*** DATA PROVIDED Section Begins ***

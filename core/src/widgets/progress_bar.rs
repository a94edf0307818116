//! Textured progress bar widget

use std::sync::Arc;
use std::time::Duration;

use crate::atlas::{TextureAtlas, TextureKey};
use crate::config::BarConfig;
use crate::node::{Drawable, SpriteNode};
use crate::scheduler::{Scheduler, TimerError, TimerHandle};
use crate::surface::Surface;

/// A two-layer textured progress bar.
///
/// The widget owns a static background `track` sprite and a foreground
/// `fill` sprite whose visible width follows the progress fraction,
/// always clamped to `[0, 1]`. Progress mutation never fails; anomalous
/// input (negative values, zero totals, NaN) is absorbed.
///
/// An optional repeating timer animates progress without caller polling.
/// At most one timer is active per widget; starting a new one replaces
/// the old, and dropping the widget cancels it.
pub struct ProgressBar {
    texture_reference: String,
    fraction: f32,
    track: SpriteNode,
    fill: SpriteNode,
    timer: Option<Box<dyn TimerHandle>>,
    scheduler: Arc<dyn Scheduler>,
}

impl ProgressBar {
    /// Build with the built-in default textures
    pub fn new(scheduler: Arc<dyn Scheduler>) -> Self {
        Self::from_config(scheduler, None, &BarConfig::default())
    }

    /// Build from an atlas. Any texture name the atlas lacks falls back to
    /// the built-in default; construction always succeeds.
    pub fn with_atlas(scheduler: Arc<dyn Scheduler>, atlas: &TextureAtlas) -> Self {
        Self::from_config(scheduler, Some(atlas), &BarConfig::default())
    }

    /// Build from a config, with or without an atlas
    pub fn from_config(
        scheduler: Arc<dyn Scheduler>,
        atlas: Option<&TextureAtlas>,
        config: &BarConfig,
    ) -> Self {
        let resolve = |key: TextureKey| match atlas {
            Some(atlas) => atlas.resolve(key),
            None => key.default_texture(),
        };

        let track = SpriteNode::new(resolve(TextureKey::Track), config.width, config.height);
        let mut fill = SpriteNode::new(resolve(TextureKey::Fill), config.width, config.height);
        fill.set_crop(0.0);

        Self {
            texture_reference: String::from("default"),
            fraction: 0.0,
            track,
            fill,
            timer: None,
            scheduler,
        }
    }

    pub fn with_size(mut self, width: f32, height: f32) -> Self {
        self.set_size(width, height);
        self
    }

    pub fn with_position(mut self, x: f32, y: f32) -> Self {
        self.set_position(x, y);
        self
    }

    pub fn with_texture_reference(mut self, name: impl Into<String>) -> Self {
        self.texture_reference = name.into();
        self
    }

    /// Move both layers to `(x, y)`
    pub fn set_position(&mut self, x: f32, y: f32) {
        self.track.set_position(x, y);
        self.fill.set_position(x, y);
    }

    pub fn position(&self) -> (f32, f32) {
        self.track.position()
    }

    /// Resize both layers
    pub fn set_size(&mut self, width: f32, height: f32) {
        self.track.set_size(width, height);
        self.fill.set_size(width, height);
    }

    pub fn size(&self) -> (f32, f32) {
        self.track.size()
    }

    /// Name of the texture set this widget draws from. Informational only;
    /// changing it does not retexture or redraw anything.
    pub fn texture_reference(&self) -> &str {
        &self.texture_reference
    }

    pub fn set_texture_reference(&mut self, name: impl Into<String>) {
        self.texture_reference = name.into();
    }

    /// Background track sprite
    pub fn track(&self) -> &SpriteNode {
        &self.track
    }

    /// Foreground fill sprite
    pub fn fill(&self) -> &SpriteNode {
        &self.fill
    }

    /// Current progress in `[0, 1]`
    pub fn fraction(&self) -> f32 {
        self.fraction
    }

    /// Set progress as `value` out of `total`.
    ///
    /// A zero (or negative, or non-finite) total leaves the bar empty
    /// instead of dividing.
    pub fn set_progress(&mut self, value: f32, total: f32) {
        if total <= 0.0 || !total.is_finite() {
            self.set_fraction(0.0);
        } else {
            self.set_fraction(value / total);
        }
    }

    /// Set progress directly, clamped to `[0, 1]`. NaN empties the bar.
    pub fn set_fraction(&mut self, fraction: f32) {
        self.fraction = if fraction.is_finite() {
            fraction.clamp(0.0, 1.0)
        } else {
            0.0
        };
        self.fill.set_crop(self.fraction);
    }

    /// Empty the bar
    pub fn reset(&mut self) {
        self.set_fraction(0.0);
    }

    /// Begin invoking `on_tick` once per `interval` on the scheduler this
    /// widget was constructed with, replacing any running timer.
    ///
    /// A zero interval is rejected and leaves any running timer untouched.
    pub fn start_auto_progress<F>(&mut self, interval: Duration, on_tick: F) -> Result<(), TimerError>
    where
        F: FnMut() + Send + 'static,
    {
        if interval.is_zero() {
            return Err(TimerError::ZeroInterval);
        }
        self.stop_auto_progress();
        tracing::debug!(?interval, "starting auto-progress timer");
        self.timer = Some(self.scheduler.schedule_repeating(interval, Box::new(on_tick)));
        Ok(())
    }

    /// Cancel the running timer, if any. Safe to call repeatedly.
    pub fn stop_auto_progress(&mut self) {
        if let Some(mut timer) = self.timer.take() {
            timer.cancel();
            tracing::debug!("stopped auto-progress timer");
        }
    }

    /// Whether an auto-progress timer is currently running
    pub fn is_animating(&self) -> bool {
        self.timer.as_ref().is_some_and(|timer| timer.is_active())
    }
}

impl Drawable for ProgressBar {
    fn draw(&self, surface: &mut Surface) {
        self.track.draw(surface);
        self.fill.draw(surface);
    }
}

impl Drop for ProgressBar {
    fn drop(&mut self) {
        self.stop_auto_progress();
    }
}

*** DATA PROVIDED Section Ends ***

> PROBLEM REQUIREMENTS
Return the entries in full, keeping every line exactly as it is.

> TASK SOLUTION
filename core/src/widgets/progress_bar.rs
repository a94edf0307818116
//! Textured progress bar widget

use std::sync::Arc;
use std::time::Duration;

use crate::atlas::{TextureAtlas, TextureKey};
use crate::config::BarConfig;
use crate::node::{Drawable, SpriteNode};
use crate::scheduler::{Scheduler, TimerError, TimerHandle};
use crate::surface::Surface;

/// A two-layer textured progress bar.
///
/// The widget owns a static background `track` sprite and a foreground
/// `fill` sprite whose visible width follows the progress fraction,
/// always clamped to `[0, 1]`. Progress mutation never fails; anomalous
/// input (negative values, zero totals, NaN) is absorbed.
///
/// An optional repeating timer animates progress without caller polling.
/// At most one timer is active per widget; starting a new one replaces
/// the old, and dropping the widget cancels it.
pub struct ProgressBar {
    texture_reference: String,
    fraction: f32,
    track: SpriteNode,
    fill: SpriteNode,
    timer: Option<Box<dyn TimerHandle>>,
    scheduler: Arc<dyn Scheduler>,
}

impl ProgressBar {
    /// Build with the built-in default textures
    pub fn new(scheduler: Arc<dyn Scheduler>) -> Self {
        Self::from_config(scheduler, None, &BarConfig::default())
    }

    /// Build from an atlas. Any texture name the atlas lacks falls back to
    /// the built-in default; construction always succeeds.
    pub fn with_atlas(scheduler: Arc<dyn Scheduler>, atlas: &TextureAtlas) -> Self {
        Self::from_config(scheduler, Some(atlas), &BarConfig::default())
    }

    /// Build from a config, with or without an atlas
    pub fn from_config(
        scheduler: Arc<dyn Scheduler>,
        atlas: Option<&TextureAtlas>,
        config: &BarConfig,
    ) -> Self {
        let resolve = |key: TextureKey| match atlas {
            Some(atlas) => atlas.resolve(key),
            None => key.default_texture(),
        };

        let track = SpriteNode::new(resolve(TextureKey::Track), config.width, config.height);
        let mut fill = SpriteNode::new(resolve(TextureKey::Fill), config.width, config.height);
        fill.set_crop(0.0);

        Self {
            texture_reference: String::from("default"),
            fraction: 0.0,
            track,
            fill,
            timer: None,
            scheduler,
        }
    }

    pub fn with_size(mut self, width: f32, height: f32) -> Self {
        self.set_size(width, height);
        self
    }

    pub fn with_position(mut self, x: f32, y: f32) -> Self {
        self.set_position(x, y);
        self
    }

    pub fn with_texture_reference(mut self, name: impl Into<String>) -> Self {
        self.texture_reference = name.into();
        self
    }

    /// Move both layers to `(x, y)`
    pub fn set_position(&mut self, x: f32, y: f32) {
        self.track.set_position(x, y);
        self.fill.set_position(x, y);
    }

    pub fn position(&self) -> (f32, f32) {
        self.track.position()
    }

    /// Resize both layers
    pub fn set_size(&mut self, width: f32, height: f32) {
        self.track.set_size(width, height);
        self.fill.set_size(width, height);
    }

    pub fn size(&self) -> (f32, f32) {
        self.track.size()
    }

    /// Name of the texture set this widget draws from. Informational only;
    /// changing it does not retexture or redraw anything.
    pub fn texture_reference(&self) -> &str {
        &self.texture_reference
    }

    pub fn set_texture_reference(&mut self, name: impl Into<String>) {
        self.texture_reference = name.into();
    }

    /// Background track sprite
    pub fn track(&self) -> &SpriteNode {
        &self.track
    }

    /// Foreground fill sprite
    pub fn fill(&self) -> &SpriteNode {
        &self.fill
    }

    /// Current progress in `[0, 1]`
    pub fn fraction(&self) -> f32 {
        self.fraction
    }

    /// Set progress as `value` out of `total`.
    ///
    /// A zero (or negative, or non-finite) total leaves the bar empty
    /// instead of dividing.
    pub fn set_progress(&mut self, value: f32, total: f32) {
        if total <= 0.0 || !total.is_finite() {
            self.set_fraction(0.0);
        } else {
            self.set_fraction(value / total);
        }
    }

    /// Set progress directly, clamped to `[0, 1]`. NaN empties the bar.
    pub fn set_fraction(&mut self, fraction: f32) {
        self.fraction = if fraction.is_finite() {
            fraction.clamp(0.0, 1.0)
        } else {
            0.0
        };
        self.fill.set_crop(self.fraction);
    }

    /// Empty the bar
    pub fn reset(&mut self) {
        self.set_fraction(0.0);
    }

    /// Begin invoking `on_tick` once per `interval` on the scheduler this
    /// widget was constructed with, replacing any running timer.
    ///
    /// A zero interval is rejected and leaves any running timer untouched.
    pub fn start_auto_progress<F>(&mut self, interval: Duration, on_tick: F) -> Result<(), TimerError>
    where
        F: FnMut() + Send + 'static,
    {
        if interval.is_zero() {
            return Err(TimerError::ZeroInterval);
        }
        self.stop_auto_progress();
        tracing::debug!(?interval, "starting auto-progress timer");
        self.timer = Some(self.scheduler.schedule_repeating(interval, Box::new(on_tick)));
        Ok(())
    }

    /// Cancel the running timer, if any. Safe to call repeatedly.
    pub fn stop_auto_progress(&mut self) {
        if let Some(mut timer) = self.timer.take() {
            timer.cancel();
            tracing::debug!("stopped auto-progress timer");
        }
    }

    /// Whether an auto-progress timer is currently running
    pub fn is_animating(&self) -> bool {
        self.timer.as_ref().is_some_and(|timer| timer.is_active())
    }
}

impl Drawable for ProgressBar {
    fn draw(&self, surface: &mut Surface) {
        self.track.draw(surface);
        self.fill.draw(surface);
    }
}

impl Drop for ProgressBar {
    fn drop(&mut self) {
        self.stop_auto_progress();
    }
}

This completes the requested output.